**Required action:** Extract the first line through the line containing "pub struct SyncStats" from the listing below, exactly as written.

⟨

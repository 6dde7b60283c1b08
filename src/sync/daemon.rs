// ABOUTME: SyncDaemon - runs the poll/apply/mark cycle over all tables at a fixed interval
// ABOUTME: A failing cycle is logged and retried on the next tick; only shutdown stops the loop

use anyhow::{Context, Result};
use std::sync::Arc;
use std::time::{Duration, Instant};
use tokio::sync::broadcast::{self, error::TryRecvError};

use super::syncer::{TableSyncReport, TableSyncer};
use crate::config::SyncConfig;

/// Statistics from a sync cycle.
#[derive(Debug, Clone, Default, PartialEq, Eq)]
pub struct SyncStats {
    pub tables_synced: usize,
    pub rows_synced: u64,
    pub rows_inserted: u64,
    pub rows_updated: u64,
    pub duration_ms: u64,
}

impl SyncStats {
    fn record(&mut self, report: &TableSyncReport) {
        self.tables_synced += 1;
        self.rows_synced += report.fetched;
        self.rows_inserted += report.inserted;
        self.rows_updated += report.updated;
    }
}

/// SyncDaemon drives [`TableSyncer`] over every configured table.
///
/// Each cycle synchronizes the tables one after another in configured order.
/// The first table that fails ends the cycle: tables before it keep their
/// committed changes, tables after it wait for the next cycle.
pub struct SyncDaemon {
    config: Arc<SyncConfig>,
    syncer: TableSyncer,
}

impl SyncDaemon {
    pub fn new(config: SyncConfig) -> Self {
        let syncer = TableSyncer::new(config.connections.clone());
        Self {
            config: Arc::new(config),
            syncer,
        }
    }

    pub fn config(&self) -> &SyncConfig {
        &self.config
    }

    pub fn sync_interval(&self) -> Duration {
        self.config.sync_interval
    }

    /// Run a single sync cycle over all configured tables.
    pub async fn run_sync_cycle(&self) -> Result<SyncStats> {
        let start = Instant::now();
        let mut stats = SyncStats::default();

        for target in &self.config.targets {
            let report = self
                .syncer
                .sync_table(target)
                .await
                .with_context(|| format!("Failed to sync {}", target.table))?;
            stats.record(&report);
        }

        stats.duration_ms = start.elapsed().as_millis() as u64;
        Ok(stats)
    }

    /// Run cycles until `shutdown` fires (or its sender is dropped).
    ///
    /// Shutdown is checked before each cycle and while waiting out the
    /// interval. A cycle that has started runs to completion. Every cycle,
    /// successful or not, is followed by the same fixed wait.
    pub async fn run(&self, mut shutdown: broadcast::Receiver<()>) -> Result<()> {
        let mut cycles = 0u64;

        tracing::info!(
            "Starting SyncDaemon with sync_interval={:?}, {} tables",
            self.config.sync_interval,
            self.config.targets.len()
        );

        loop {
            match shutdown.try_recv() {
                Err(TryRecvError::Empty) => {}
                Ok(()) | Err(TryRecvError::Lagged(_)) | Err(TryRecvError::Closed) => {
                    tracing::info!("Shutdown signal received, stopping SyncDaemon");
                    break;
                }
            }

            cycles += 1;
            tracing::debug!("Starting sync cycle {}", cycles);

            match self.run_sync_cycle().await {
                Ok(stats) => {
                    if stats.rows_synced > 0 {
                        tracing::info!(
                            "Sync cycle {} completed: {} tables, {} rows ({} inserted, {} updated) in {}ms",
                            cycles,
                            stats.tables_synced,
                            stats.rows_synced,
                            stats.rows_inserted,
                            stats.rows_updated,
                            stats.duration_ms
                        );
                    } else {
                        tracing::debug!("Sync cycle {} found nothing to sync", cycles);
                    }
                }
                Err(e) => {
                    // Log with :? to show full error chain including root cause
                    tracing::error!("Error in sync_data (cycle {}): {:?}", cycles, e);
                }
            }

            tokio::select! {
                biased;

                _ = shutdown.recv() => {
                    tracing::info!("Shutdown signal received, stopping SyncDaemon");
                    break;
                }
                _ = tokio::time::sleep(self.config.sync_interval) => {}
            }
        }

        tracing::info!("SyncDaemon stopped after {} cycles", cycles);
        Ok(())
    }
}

⟩

**Output of the exercise:**
repository 6dde7b60283c1b08
filename src/sync/daemon.rs
// ABOUTME: SyncDaemon - runs the poll/apply/mark cycle over all tables at a fixed interval
// ABOUTME: A failing cycle is logged and retried on the next tick; only shutdown stops the loop

use anyhow::{Context, Result};
use std::sync::Arc;
use std::time::{Duration, Instant};
use tokio::sync::broadcast::{self, error::TryRecvError};

use super::syncer::{TableSyncReport, TableSyncer};
use crate::config::SyncConfig;

/// Statistics from a sync cycle.
#[derive(Debug, Clone, Default, PartialEq, Eq)]
pub struct SyncStats {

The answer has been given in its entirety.